Benefits of the USGS Data Strategy are many. The USGS will contribute to open science by increasing efficiencies in the consistent management of valuable data assets; driving innovation that results in modernized capabilities to ensure data are analysis ready; increasing data skills across the Bureau to enhance workforce data literacy; broadening capacity to understand and address needs of stakeholders; and measuring progress in producing findable, accessible, interoperable, and reusable (FAIR) data products.

The major goals and objectives of the USGS Data Strategy promote maximizing the utility of USGS data based on stakeholder needs, promoting data innovation, coordinating common data practices, modernizing our USGS enterprise data architecture, and enhancing our data-centric culture.

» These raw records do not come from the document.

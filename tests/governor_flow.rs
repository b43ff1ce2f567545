//! End-to-end behaviour of the governor over a scripted transport.

use std::sync::Arc;
use std::time::{Duration, Instant};

use serde_json::{json, Value};
use tokio_util::sync::CancellationToken;

use search_governor::error::{CancelStage, ErrorKind, GovernorError};
use search_governor::transport::TransportResponse;
use search_governor::{RequestGovernor, Resource, RetryPolicy, SearchRequest};

mod common;
use common::{fast_config, ok, status, ScriptedTransport};

fn retry(max_attempts: u32, base_ms: u64) -> RetryPolicy {
    RetryPolicy::new(max_attempts, Duration::from_millis(base_ms))
}

fn governor(transport: &Arc<ScriptedTransport>) -> RequestGovernor<Arc<ScriptedTransport>> {
    RequestGovernor::new(&fast_config(), transport.clone()).unwrap()
}

#[tokio::test]
async fn test_key_order_does_not_defeat_cache() {
    let transport = ScriptedTransport::new(vec![ok(json!({"results": [{"id": 1}]}))]);
    let gov = governor(&transport);

    let a: Value = serde_json::from_str(r#"{"org_names":["MIT"],"fiscal_years":[2023,2024]}"#).unwrap();
    let b: Value = serde_json::from_str(r#"{"fiscal_years":[2023,2024],"org_names":["MIT"]}"#).unwrap();

    let first = gov
        .execute(&SearchRequest::new(Resource::Projects, a).limit(50), &retry(1, 0))
        .await
        .unwrap();
    let second = gov
        .execute(&SearchRequest::new(Resource::Projects, b).limit(50), &retry(1, 0))
        .await
        .unwrap();

    assert_eq!(first, second);
    assert_eq!(transport.calls(), 1);

    let stats = gov.cache_stats();
    assert_eq!((stats.hits, stats.misses, stats.sets), (1, 1, 1));
}

#[tokio::test]
async fn test_cache_hit_skips_limiter() {
    let transport = ScriptedTransport::new(vec![]);
    let gov = governor(&transport);
    let request = SearchRequest::new(Resource::Publications, json!({"pmids": [123]}));

    gov.execute(&request, &retry(1, 0)).await.unwrap();
    let before = gov.limiter_state().tokens;
    for _ in 0..10 {
        gov.execute(&request, &retry(1, 0)).await.unwrap();
    }

    assert_eq!(transport.calls(), 1);
    assert!(gov.limiter_state().tokens >= before);
}

#[tokio::test]
async fn test_failure_is_not_cached() {
    let transport = ScriptedTransport::new(vec![status(404), ok(json!({"results": [1]}))]);
    let gov = governor(&transport);
    let request = SearchRequest::new(Resource::Projects, json!({"project_nums": ["X"]}));

    let err = gov.execute(&request, &retry(3, 1)).await.unwrap_err();
    assert_eq!(err.kind(), ErrorKind::NotFound);
    assert_eq!(transport.calls(), 1, "404 is not retried");
    assert_eq!(gov.cache_stats().size, 0);

    let response = gov.execute(&request, &retry(3, 1)).await.unwrap();
    assert_eq!(response, json!({"results": [1]}));
    assert_eq!(transport.calls(), 2);
}

#[tokio::test]
async fn test_pagination_violation_never_dispatched() {
    let transport = ScriptedTransport::new(vec![]);
    let gov = governor(&transport);

    let over_offset = SearchRequest::new(Resource::Publications, json!({})).offset(10_000);
    let err = gov.execute(&over_offset, &retry(3, 1)).await.unwrap_err();
    assert_eq!(err.kind(), ErrorKind::PaginationLimitExceeded);

    let over_limit = SearchRequest::new(Resource::Projects, json!({})).limit(501);
    let err = gov.execute(&over_limit, &retry(3, 1)).await.unwrap_err();
    assert_eq!(err.report().details["field"], "limit");

    // Same offset is fine for the other resource.
    gov.execute(
        &SearchRequest::new(Resource::Projects, json!({})).offset(10_000),
        &retry(1, 0),
    )
    .await
    .unwrap();

    assert_eq!(transport.calls(), 1);
}

#[tokio::test]
async fn test_server_errors_retry_with_backoff() {
    let transport = ScriptedTransport::new(vec![status(503), status(502), ok(json!({"results": []}))]);
    let gov = governor(&transport);

    gov.execute(&SearchRequest::new(Resource::Projects, json!({})), &retry(3, 20))
        .await
        .unwrap();

    let times = transport.call_times();
    assert_eq!(times.len(), 3);
    assert!(times[1] - times[0] >= Duration::from_millis(20));
    assert!(times[2] - times[1] >= Duration::from_millis(40));
}

#[tokio::test]
async fn test_exhaustion_returns_last_error() {
    let transport = ScriptedTransport::new(vec![status(500), status(500), status(503)]);
    let gov = governor(&transport);

    let err = gov
        .execute(&SearchRequest::new(Resource::Projects, json!({})), &retry(3, 1))
        .await
        .unwrap_err();

    assert!(matches!(err, GovernorError::ServerError { status: 503, .. }));
    assert!(err.is_retryable());
    assert_eq!(transport.calls(), 3);
}

#[tokio::test]
async fn test_request_body_and_path() {
    let transport = ScriptedTransport::new(vec![]);
    let gov = governor(&transport);

    gov.execute(
        &SearchRequest::new(Resource::Publications, json!({"pmids": [1]})).offset(20),
        &retry(1, 0),
    )
    .await
    .unwrap();

    let sent = &transport.requests()[0];
    assert_eq!(sent.path, "/v2/publications/search");
    assert_eq!(
        sent.body,
        Some(json!({"criteria": {"pmids": [1]}, "offset": 20, "limit": 500}))
    );
}

#[tokio::test]
async fn test_fetch_one_uses_single_row_page() {
    let transport = ScriptedTransport::new(vec![ok(json!({"results": [{"appl_id": 42}]}))]);
    let gov = governor(&transport);

    let record = gov
        .fetch_one(Resource::Projects, json!({"appl_ids": [42]}), &retry(1, 0))
        .await
        .unwrap();

    assert_eq!(record["appl_id"], 42);
    assert_eq!(transport.requests()[0].body.as_ref().unwrap()["limit"], 1);
}

#[tokio::test]
async fn test_disabled_cache_always_dispatches() {
    let transport = ScriptedTransport::new(vec![]);
    let mut config = fast_config();
    config.cache.enabled = false;
    let gov = RequestGovernor::new(&config, transport.clone()).unwrap();
    let request = SearchRequest::new(Resource::Projects, json!({}));

    gov.execute(&request, &retry(1, 0)).await.unwrap();
    gov.execute(&request, &retry(1, 0)).await.unwrap();

    assert_eq!(transport.calls(), 2);
    let stats = gov.cache_stats();
    assert!(!stats.enabled);
    assert_eq!((stats.hits, stats.misses, stats.size), (0, 0, 0));
}

#[tokio::test]
async fn test_limiter_paces_distinct_requests() {
    let transport = ScriptedTransport::new(vec![]);
    let mut config = fast_config();
    config.rate_limit.burst_capacity = 2;
    config.rate_limit.requests_per_second = 20.0;
    let gov = RequestGovernor::new(&config, transport.clone()).unwrap();

    let start = Instant::now();
    for page in 0..4 {
        gov.execute(
            &SearchRequest::new(Resource::Projects, json!({})).offset(page * 10),
            &retry(1, 0),
        )
        .await
        .unwrap();
    }

    // Two from the burst, then one every 50ms.
    assert!(start.elapsed() >= Duration::from_millis(90));
    assert_eq!(transport.calls(), 4);
    assert_eq!(gov.limiter_state().queue_length, 0);
}

#[tokio::test]
async fn test_retry_after_stretches_backoff() {
    let transport = ScriptedTransport::new(vec![
        Ok(TransportResponse::new(429, "").with_header("Retry-After", "1")),
        ok(json!({"results": []})),
    ]);
    let gov = governor(&transport);

    gov.execute(&SearchRequest::new(Resource::Projects, json!({})), &retry(2, 10))
        .await
        .unwrap();

    let times = transport.call_times();
    assert!(times[1] - times[0] >= Duration::from_secs(1));
}

#[tokio::test]
async fn test_retry_after_capped_by_max_delay() {
    let transport = ScriptedTransport::new(vec![
        Ok(TransportResponse::new(429, "").with_header("Retry-After", "120")),
        ok(json!({"results": []})),
    ]);
    let gov = governor(&transport);
    let policy = retry(2, 10).with_max_delay(Duration::from_millis(100));

    let start = Instant::now();
    gov.execute(&SearchRequest::new(Resource::Projects, json!({})), &policy)
        .await
        .unwrap();
    assert!(start.elapsed() < Duration::from_secs(2));
}

#[tokio::test]
async fn test_cancel_during_backoff() {
    let transport = ScriptedTransport::new(vec![status(503)]);
    let gov = governor(&transport);
    let cancel = CancellationToken::new();

    let trigger = cancel.clone();
    tokio::spawn(async move {
        tokio::time::sleep(Duration::from_millis(50)).await;
        trigger.cancel();
    });

    let err = gov
        .execute_with_cancel(
            &SearchRequest::new(Resource::Projects, json!({})),
            &retry(3, 5_000),
            &cancel,
        )
        .await
        .unwrap_err();

    assert!(matches!(err, GovernorError::Cancelled { stage: CancelStage::Backoff }));
    assert!(!err.is_retryable());
    assert_eq!(transport.calls(), 1);
    assert_eq!(gov.cache_stats().size, 0);
}

#[tokio::test]
async fn test_cancel_during_transport() {
    let transport = ScriptedTransport::slow(Duration::from_secs(5));
    let gov = governor(&transport);
    let cancel = CancellationToken::new();

    let trigger = cancel.clone();
    tokio::spawn(async move {
        tokio::time::sleep(Duration::from_millis(50)).await;
        trigger.cancel();
    });

    let start = Instant::now();
    let err = gov
        .execute_with_cancel(
            &SearchRequest::new(Resource::Projects, json!({})),
            &retry(3, 10),
            &cancel,
        )
        .await
        .unwrap_err();

    assert!(matches!(err, GovernorError::Cancelled { stage: CancelStage::Transport }));
    assert!(start.elapsed() < Duration::from_secs(1));
}

#[tokio::test]
async fn test_cancel_while_awaiting_permit() {
    let transport = ScriptedTransport::new(vec![]);
    let mut config = fast_config();
    config.rate_limit.burst_capacity = 1;
    config.rate_limit.requests_per_second = 0.1;
    let gov = RequestGovernor::new(&config, transport.clone()).unwrap();

    gov.execute(&SearchRequest::new(Resource::Projects, json!({})), &retry(1, 0))
        .await
        .unwrap();

    let cancel = CancellationToken::new();
    let trigger = cancel.clone();
    tokio::spawn(async move {
        tokio::time::sleep(Duration::from_millis(50)).await;
        trigger.cancel();
    });

    let err = gov
        .execute_with_cancel(
            &SearchRequest::new(Resource::Projects, json!({})).offset(1),
            &retry(1, 0),
            &cancel,
        )
        .await
        .unwrap_err();

    assert!(matches!(err, GovernorError::Cancelled { stage: CancelStage::AwaitingPermit }));
    assert_eq!(transport.calls(), 1);
    assert_eq!(gov.limiter_state().queue_length, 0);
}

The goals and objectives in the strategy align with other Bureau strategic plans, guidance, and directives from the Department of the Interior and the Federal Government. This strategy is a key component to strengthen the Bureau’s data ecosystem to ensure a relevant, long-term capacity that supports internal needs and achieves its scientific mission in the most efficient and effective manner.

Background and Purpose

A global movement is underway to increase access to data to enable greater transparency, utility, and integration capabilities to expand the scope and scale of science. The increased access to scientific data has resulted in a need to maximize investment in Federal data through adoption of findable, accessible, interoperable, and reusable (FAIR) principles (Wilkinson and others, 2016). Federal science agencies are recognizing the importance of open and reusable science and are establishing mechanisms and policies to support scientists in the release of scientific data (Holdren, 2013; National Oceanic and Atmospheric Administration, 2020; U.S. Department of State, 2021; Nelson, 2022; U.S. Department of Commerce, 2022; U.S. Geological Survey [USGS], 2023).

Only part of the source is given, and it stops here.